(Stored entries)
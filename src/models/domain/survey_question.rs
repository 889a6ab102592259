use std::collections::HashMap;

use serde::{Deserialize, Serialize};
use uuid::Uuid;

use crate::models::domain::Question;

/// Join row placing one question at one position of one survey.
#[derive(Clone, Debug, PartialEq, Eq, Deserialize, Serialize)]
pub struct SurveyQuestion {
    pub id: String,
    pub survey_id: String,
    pub question_id: String,
    pub order: i32,
}

impl SurveyQuestion {
    pub fn new(survey_id: &str, question_id: &str, order: i32) -> Self {
        SurveyQuestion {
            id: Uuid::new_v4().to_string(),
            survey_id: survey_id.to_string(),
            question_id: question_id.to_string(),
            order,
        }
    }

    /// One row per id, numbered 0.. in the order given. Duplicates are kept,
    /// each at its own position.
    pub fn link_all(survey_id: &str, question_ids: &[String]) -> Vec<Self> {
        question_ids
            .iter()
            .enumerate()
            .map(|(idx, qid)| SurveyQuestion::new(survey_id, qid, idx as i32))
            .collect()
    }
}

/// Resolves a survey's join rows into its questions, ascending by `order`.
/// Rows with equal order keep their incoming sequence. Rows whose question
/// can no longer be found are skipped.
pub fn ordered_questions(
    links: &[SurveyQuestion],
    questions: &HashMap<String, Question>,
) -> Vec<Question> {
    let mut sorted: Vec<&SurveyQuestion> = links.iter().collect();
    sorted.sort_by_key(|link| link.order);

    sorted
        .into_iter()
        .filter_map(|link| questions.get(&link.question_id).cloned())
        .collect()
}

* YOUR INSTRUCTIONS: All the entries are to be reproduced verbatim.

* ANSWER SPACE:
filename src/models/domain/survey_question.rs
repository 889a6ab102592259
use std::collections::HashMap;

use serde::{Deserialize, Serialize};
use uuid::Uuid;

use crate::models::domain::Question;

/// Join row placing one question at one position of one survey.
#[derive(Clone, Debug, PartialEq, Eq, Deserialize, Serialize)]
pub struct SurveyQuestion {
    pub id: String,
    pub survey_id: String,
    pub question_id: String,
    pub order: i32,
}

impl SurveyQuestion {
    pub fn new(survey_id: &str, question_id: &str, order: i32) -> Self {
        SurveyQuestion {
            id: Uuid::new_v4().to_string(),
            survey_id: survey_id.to_string(),
            question_id: question_id.to_string(),
            order,
        }
    }

    /// One row per id, numbered 0.. in the order given. Duplicates are kept,
    /// each at its own position.
    pub fn link_all(survey_id: &str, question_ids: &[String]) -> Vec<Self> {
        question_ids
            .iter()
            .enumerate()
            .map(|(idx, qid)| SurveyQuestion::new(survey_id, qid, idx as i32))
            .collect()
    }
}

/// Resolves a survey's join rows into its questions, ascending by `order`.
/// Rows with equal order keep their incoming sequence. Rows whose question
/// can no longer be found are skipped.
pub fn ordered_questions(
    links: &[SurveyQuestion],
    questions: &HashMap<String, Question>,
) -> Vec<Question> {
    let mut sorted: Vec<&SurveyQuestion> = links.iter().collect();
    sorted.sort_by_key(|link| link.order);

    sorted
        .into_iter()
        .filter_map(|link| questions.get(&link.question_id).cloned())
        .collect()
}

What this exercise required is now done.